__AIM OF THE TASK__: All lines of the records below that contain the word "clamp" must be listed.

__Extracted data entries__:

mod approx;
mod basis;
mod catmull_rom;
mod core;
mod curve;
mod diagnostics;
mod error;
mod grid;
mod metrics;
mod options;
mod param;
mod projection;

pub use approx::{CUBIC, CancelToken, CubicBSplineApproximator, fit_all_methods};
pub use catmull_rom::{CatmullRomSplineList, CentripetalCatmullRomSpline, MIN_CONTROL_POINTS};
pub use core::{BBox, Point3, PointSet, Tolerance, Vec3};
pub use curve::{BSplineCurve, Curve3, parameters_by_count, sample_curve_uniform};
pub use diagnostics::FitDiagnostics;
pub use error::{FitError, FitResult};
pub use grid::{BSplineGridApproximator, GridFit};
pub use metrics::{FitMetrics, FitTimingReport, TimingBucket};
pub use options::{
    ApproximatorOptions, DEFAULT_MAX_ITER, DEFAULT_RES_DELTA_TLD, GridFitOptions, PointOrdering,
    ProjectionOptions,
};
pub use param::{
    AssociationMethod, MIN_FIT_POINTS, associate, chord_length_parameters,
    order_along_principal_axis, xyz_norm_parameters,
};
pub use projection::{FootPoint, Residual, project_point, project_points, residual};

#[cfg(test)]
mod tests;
--
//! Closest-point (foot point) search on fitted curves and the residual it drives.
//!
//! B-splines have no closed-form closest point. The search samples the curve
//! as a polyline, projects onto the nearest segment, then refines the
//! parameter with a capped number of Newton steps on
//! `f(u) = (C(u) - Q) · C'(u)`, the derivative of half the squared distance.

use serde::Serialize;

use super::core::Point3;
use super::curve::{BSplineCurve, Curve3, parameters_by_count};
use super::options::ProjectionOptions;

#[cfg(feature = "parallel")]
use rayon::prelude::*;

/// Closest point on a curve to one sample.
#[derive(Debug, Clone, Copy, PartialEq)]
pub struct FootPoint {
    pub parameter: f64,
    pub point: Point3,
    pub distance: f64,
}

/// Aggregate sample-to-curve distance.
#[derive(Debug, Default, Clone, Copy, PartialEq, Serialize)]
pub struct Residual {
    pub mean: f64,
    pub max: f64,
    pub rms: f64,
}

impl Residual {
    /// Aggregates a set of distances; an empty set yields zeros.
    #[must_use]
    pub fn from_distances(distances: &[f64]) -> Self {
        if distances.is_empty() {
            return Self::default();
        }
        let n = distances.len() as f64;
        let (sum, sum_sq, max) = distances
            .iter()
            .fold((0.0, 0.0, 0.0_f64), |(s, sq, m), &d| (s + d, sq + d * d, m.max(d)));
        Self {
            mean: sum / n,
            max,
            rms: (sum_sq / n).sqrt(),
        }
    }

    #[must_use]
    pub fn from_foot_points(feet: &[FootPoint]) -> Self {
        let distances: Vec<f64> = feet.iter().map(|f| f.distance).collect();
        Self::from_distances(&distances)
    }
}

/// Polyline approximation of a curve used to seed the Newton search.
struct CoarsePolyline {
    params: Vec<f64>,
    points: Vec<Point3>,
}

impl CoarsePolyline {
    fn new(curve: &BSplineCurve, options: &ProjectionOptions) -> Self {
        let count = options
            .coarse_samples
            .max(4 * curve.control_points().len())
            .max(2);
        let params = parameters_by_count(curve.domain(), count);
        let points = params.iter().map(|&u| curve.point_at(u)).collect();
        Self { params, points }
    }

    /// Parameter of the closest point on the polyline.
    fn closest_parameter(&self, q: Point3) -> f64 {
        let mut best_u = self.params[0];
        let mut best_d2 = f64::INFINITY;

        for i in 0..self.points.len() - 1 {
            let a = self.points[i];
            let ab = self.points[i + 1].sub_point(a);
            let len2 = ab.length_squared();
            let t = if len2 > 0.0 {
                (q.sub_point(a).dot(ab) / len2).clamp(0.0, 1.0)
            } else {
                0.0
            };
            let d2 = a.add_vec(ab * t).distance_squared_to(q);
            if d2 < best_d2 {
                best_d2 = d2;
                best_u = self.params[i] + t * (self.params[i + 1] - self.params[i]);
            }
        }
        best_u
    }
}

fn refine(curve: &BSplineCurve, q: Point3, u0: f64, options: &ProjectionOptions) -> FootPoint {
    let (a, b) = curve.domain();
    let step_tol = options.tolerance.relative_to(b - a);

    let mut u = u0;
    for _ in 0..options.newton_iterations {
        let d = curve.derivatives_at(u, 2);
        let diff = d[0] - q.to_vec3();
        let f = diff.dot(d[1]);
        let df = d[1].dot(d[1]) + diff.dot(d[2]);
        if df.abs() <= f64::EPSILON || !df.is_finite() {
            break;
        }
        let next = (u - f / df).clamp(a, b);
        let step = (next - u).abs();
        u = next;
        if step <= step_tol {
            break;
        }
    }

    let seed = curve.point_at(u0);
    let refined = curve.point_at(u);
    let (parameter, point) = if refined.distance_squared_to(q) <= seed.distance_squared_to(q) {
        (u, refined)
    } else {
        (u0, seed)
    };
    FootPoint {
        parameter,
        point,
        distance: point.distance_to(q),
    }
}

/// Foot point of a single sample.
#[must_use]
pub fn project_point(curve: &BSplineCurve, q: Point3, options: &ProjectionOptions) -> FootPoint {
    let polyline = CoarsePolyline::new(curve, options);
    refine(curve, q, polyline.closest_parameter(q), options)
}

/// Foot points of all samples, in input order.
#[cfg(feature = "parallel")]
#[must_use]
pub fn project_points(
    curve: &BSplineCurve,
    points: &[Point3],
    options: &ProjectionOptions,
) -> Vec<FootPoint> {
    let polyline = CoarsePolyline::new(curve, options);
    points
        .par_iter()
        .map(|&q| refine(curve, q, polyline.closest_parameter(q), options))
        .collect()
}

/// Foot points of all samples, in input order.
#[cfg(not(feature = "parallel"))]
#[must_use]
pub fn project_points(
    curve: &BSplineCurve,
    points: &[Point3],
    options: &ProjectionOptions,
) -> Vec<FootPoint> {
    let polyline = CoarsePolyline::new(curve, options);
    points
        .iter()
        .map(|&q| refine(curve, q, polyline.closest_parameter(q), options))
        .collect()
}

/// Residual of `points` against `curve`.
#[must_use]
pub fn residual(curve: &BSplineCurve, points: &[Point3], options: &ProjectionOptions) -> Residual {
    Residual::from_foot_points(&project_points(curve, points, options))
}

__EXERCISE ANSWER__:
                (q.sub_point(a).dot(ab) / len2).clamp(0.0, 1.0)
        let next = (u - f / df).clamp(a, b);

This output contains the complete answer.